Sacchini ne pouvait écrire une phrase musicale si sa femme, qu'il aimait beaucoup, n'était auprès de lui, et si un chat dont il raffolait ne gambadait dans sa chambre.
Paësiello composait dans son lit. C'est blotti entre ses draps qu'il écrivit le Barbier de Séville, la Meunière, et d'autres partitions charmantes.
Zingarelli dictait sa musique à ses élèves après avoir lu un passage des Pères de l'Église ou de quelque classique latin.
Haydn, solitaire et sombre, après avoir mis à son doigt la bague que lui avait envoyée Frédéric II et qu'il disait lui être nécessaire pour évoquer l'inspiration, se plaçait devant son piano, et après quelques instants prenait, comme il disait, son essor dans les chœurs des anges.
[370.]—Ce n'est pas d'aujourd'hui que les lapins, par leur surabondante propagation, ont été une cause d'inquiétude pour certaines régions.
«En Espagne, lisons-nous chez un compilateur du dix-huitième siècle, les lapins causèrent jadis de grands dommages. Quelques médailles antiques représentent l'Espagne personnifiée par une femme triste ayant un lapin à ses pieds. On assure que ces animaux, en creusant le sol pour y établir leurs terriers sous les murs et les maisons de l'ancienne Tarragone, causèrent le renversement de cette ville, qui, en s'écroulant, ensevelit sous ses ruines un grand nombre de ses habitants.»

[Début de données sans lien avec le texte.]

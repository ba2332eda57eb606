//! Relationship classification: which relational shape a phrase calls for.

use crate::phrase::{Cardinality, Completeness, Disjointness, Phrase, PhraseSolution};
use serde::Serialize;
use tracing::debug;

#[derive(Debug, Clone, Copy, PartialEq, Eq, Serialize)]
#[serde(tag = "kind", rename_all = "snake_case")]
pub enum Classification {
    /// Two distinct entities, at least one side single (1:1 or 1:N).
    Binary { left: Cardinality, right: Cardinality },
    /// An entity related to itself.
    Recursive { left: Cardinality, right: Cardinality },
    /// Every side many, 2 to 4 distinct entities. `mandatory_many` is set
    /// when some side needs at least one partner (`n` rather than `cn`).
    NAryManyToMany { arity: usize, mandatory_many: bool },
    /// Three entities: one side exactly `1`, the other two many with at
    /// least one `n`. `single` is the 1-based entity position.
    OneToManyChain { single: usize, mandatory_many: bool },
    Hierarchy {
        completeness: Completeness,
        disjointness: Disjointness,
        subtype_count: usize,
    },
    /// Cardinality pattern with no known relational shape.
    Unclassifiable,
}

impl Classification {
    /// Entities taking part, i.e. schema length minus one.
    pub fn entity_count(&self) -> usize {
        match self {
            Self::Binary { .. } | Self::Recursive { .. } => 2,
            Self::NAryManyToMany { arity, .. } => *arity,
            Self::OneToManyChain { .. } => 3,
            Self::Hierarchy { subtype_count, .. } => subtype_count + 1,
            Self::Unclassifiable => 0,
        }
    }

    pub fn is_gradable(&self) -> bool {
        !matches!(self, Self::Unclassifiable)
    }
}

#[cfg(test)]
impl Classification {
    /// Every gradable shape the classifier can produce.
    pub(crate) fn all_gradable() -> Vec<Self> {
        let mut out = Vec::new();
        for left in Cardinality::ALL {
            for right in Cardinality::ALL {
                out.push(Self::Recursive { left, right });
                if left.is_single() || right.is_single() {
                    out.push(Self::Binary { left, right });
                }
            }
        }
        for arity in 2..=4 {
            for mandatory_many in [false, true] {
                out.push(Self::NAryManyToMany {
                    arity,
                    mandatory_many,
                });
            }
        }
        for single in 1..=3 {
            out.push(Self::OneToManyChain {
                single,
                mandatory_many: true,
            });
        }
        for completeness in [Completeness::Total, Completeness::Partial] {
            for disjointness in [Disjointness::Disjoint, Disjointness::NonDisjoint] {
                for subtype_count in 2..=3 {
                    out.push(Self::Hierarchy {
                        completeness,
                        disjointness,
                        subtype_count,
                    });
                }
            }
        }
        out
    }
}

pub fn classify(phrase: &Phrase) -> Classification {
    let result = match &phrase.solution {
        PhraseSolution::Hierarchy(spec) => {
            match phrase.entity_count().checked_sub(1) {
                Some(subtype_count @ 2..=3) => Classification::Hierarchy {
                    completeness: spec.completeness,
                    disjointness: spec.disjointness,
                    subtype_count,
                },
                _ => Classification::Unclassifiable,
            }
        }
        PhraseSolution::Cardinalities(cards) => classify_cardinalities(phrase, cards),
    };
    debug!(entities = ?phrase.entities, ?result, "classified phrase");
    result
}

fn classify_cardinalities(phrase: &Phrase, cards: &[Cardinality]) -> Classification {
    // Hand-built phrases can skip the data-contract checks.
    if phrase.relation.is_none() || cards.len() != phrase.entity_count() {
        return Classification::Unclassifiable;
    }

    if phrase.is_recursive() {
        return Classification::Recursive {
            left: cards[0],
            right: cards[1],
        };
    }

    let mandatory_many = cards.iter().any(|c| *c == Cardinality::Many);

    if cards.iter().all(|c| c.is_multi()) {
        return Classification::NAryManyToMany {
            arity: cards.len(),
            mandatory_many,
        };
    }

    match cards {
        [left, right] => Classification::Binary {
            left: *left,
            right: *right,
        },
        [_, _, _] => {
            let singles: Vec<usize> = cards
                .iter()
                .enumerate()
                .filter(|(_, c)| c.is_single())
                .map(|(i, _)| i)
                .collect();
            match singles.as_slice() {
                [only] if cards[*only] == Cardinality::One && mandatory_many => {
                    Classification::OneToManyChain {
                        single: only + 1,
                        mandatory_many,
                    }
                }
                _ => Classification::Unclassifiable,
            }
        }
        _ => Classification::Unclassifiable,
    }
}

#[cfg(test)]
mod tests {
    use super::*;
    use crate::phrase::HierarchySpec;

    fn phrase(json: &str) -> Phrase {
        Phrase::from_json(json).unwrap()
    }

    #[test]
    fn test_binary() {
        let p = phrase(r#"{"entities": ["Pot", "Lid"], "relation": "has", "solution": ["1", "c"]}"#);
        assert_eq!(
            classify(&p),
            Classification::Binary {
                left: Cardinality::One,
                right: Cardinality::Cond,
            }
        );
    }

    #[test]
    fn test_recursive_before_many_to_many() {
        let p = phrase(
            r#"{"entities": ["Part", "Part"], "relation": "contains", "solution": ["cn", "n"]}"#,
        );
        assert_eq!(
            classify(&p),
            Classification::Recursive {
                left: Cardinality::CondMany,
                right: Cardinality::Many,
            }
        );
    }

    #[test]
    fn test_many_to_many() {
        let p = phrase(
            r#"{"entities": ["Customer", "Product"], "relation": "buys", "solution": ["cn", "cn"]}"#,
        );
        assert_eq!(
            classify(&p),
            Classification::NAryManyToMany {
                arity: 2,
                mandatory_many: false,
            }
        );

        let p = phrase(
            r#"{"entities": ["A", "B", "C", "D"], "relation": "r", "solution": ["n", "cn", "n", "n"]}"#,
        );
        assert_eq!(
            classify(&p),
            Classification::NAryManyToMany {
                arity: 4,
                mandatory_many: true,
            }
        );
    }

    #[test]
    fn test_chain() {
        let p = phrase(
            r#"{"entities": ["Lecturer", "Course", "Room"], "relation": "holds",
                "solution": ["cn", "n", "1"]}"#,
        );
        assert_eq!(
            classify(&p),
            Classification::OneToManyChain {
                single: 3,
                mandatory_many: true,
            }
        );
    }

    #[test]
    fn test_unclassifiable() {
        let p = phrase(
            r#"{"entities": ["A", "B", "C"], "relation": "r", "solution": ["1", "c", "n"]}"#,
        );
        assert_eq!(classify(&p), Classification::Unclassifiable);

        let p = phrase(
            r#"{"entities": ["A", "B", "C", "D"], "relation": "r", "solution": ["1", "n", "n", "n"]}"#,
        );
        assert_eq!(classify(&p), Classification::Unclassifiable);
        assert!(!classify(&p).is_gradable());
    }

    #[test]
    fn test_three_entity_mix_outside_chain_pattern() {
        for cards in [r#"["cn", "cn", "c"]"#, r#"["n", "n", "c"]"#, r#"["cn", "cn", "1"]"#] {
            let p = phrase(&format!(
                r#"{{"entities": ["A", "B", "C"], "relation": "r", "solution": {}}}"#,
                cards
            ));
            assert_eq!(classify(&p), Classification::Unclassifiable, "{}", cards);
        }
    }

    #[test]
    fn test_hierarchy_without_entities() {
        let p = Phrase {
            entities: vec![],
            relation: None,
            roles: vec![],
            solution: PhraseSolution::Hierarchy(HierarchySpec {
                completeness: Completeness::Total,
                disjointness: Disjointness::Disjoint,
            }),
        };
        assert_eq!(classify(&p), Classification::Unclassifiable);
    }

    #[test]
    fn test_hierarchy() {
        let p = phrase(r#"{"entities": ["Vehicle", "Car", "Bike", "Boat"], "solution": ["p", "d"]}"#);
        let c = classify(&p);
        assert_eq!(
            c,
            Classification::Hierarchy {
                completeness: Completeness::Partial,
                disjointness: Disjointness::Disjoint,
                subtype_count: 3,
            }
        );
        assert_eq!(c.entity_count(), 4);
    }

    #[test]
    fn test_serialize_tagged() {
        let c = Classification::NAryManyToMany {
            arity: 3,
            mandatory_many: false,
        };
        assert_eq!(
            serde_json::to_string(&c).unwrap(),
            r#"{"kind":"n_ary_many_to_many","arity":3,"mandatory_many":false}"#
        );
    }
}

[371.]—Le titre de littérateur, dit une gazette de l'an XII, a été longtemps interdit à tout homme qui prétendait aux postes de distinction. Bussy-Rabutin, frère de Mme de Sévigné, se défendait vivement d'être écrivain, comme un autre se fût défendu d'une bassesse. Il disait qu'il n'écrivait qu'en homme de qualité. Le cardinal de Bernis fut longtemps embarrassé de sa réputation littéraire. A l'avènement de Louis XVI, les tantes du roi lui proposèrent de le rappeler au ministère. «Je n'en veux point, répondit-il, il a fait des vers.»
Le duc de Nivernois ne fit publier ses poésies qu'après la Révolution. On a entendu le duc de Choiseul parler de Saint-Lambert, auteur des Saisons, mais homme très distingué et vaillant militaire, avec une sorte de mépris, parce qu'il cultivait les lettres. Turgot, qui avait un goût marqué pour la poésie, et parfois y réussissait très bien, en fit un secret qu'il ne confia qu'à quelques intimes.
[372.]—A Manille et à Java, où le café croît spontanément dans les champs, la dissémination de sa graine s'opère très souvent par l'intermédiaire d'une espèce de belette appelée à Manille Viverra musanya et à Java Lawach.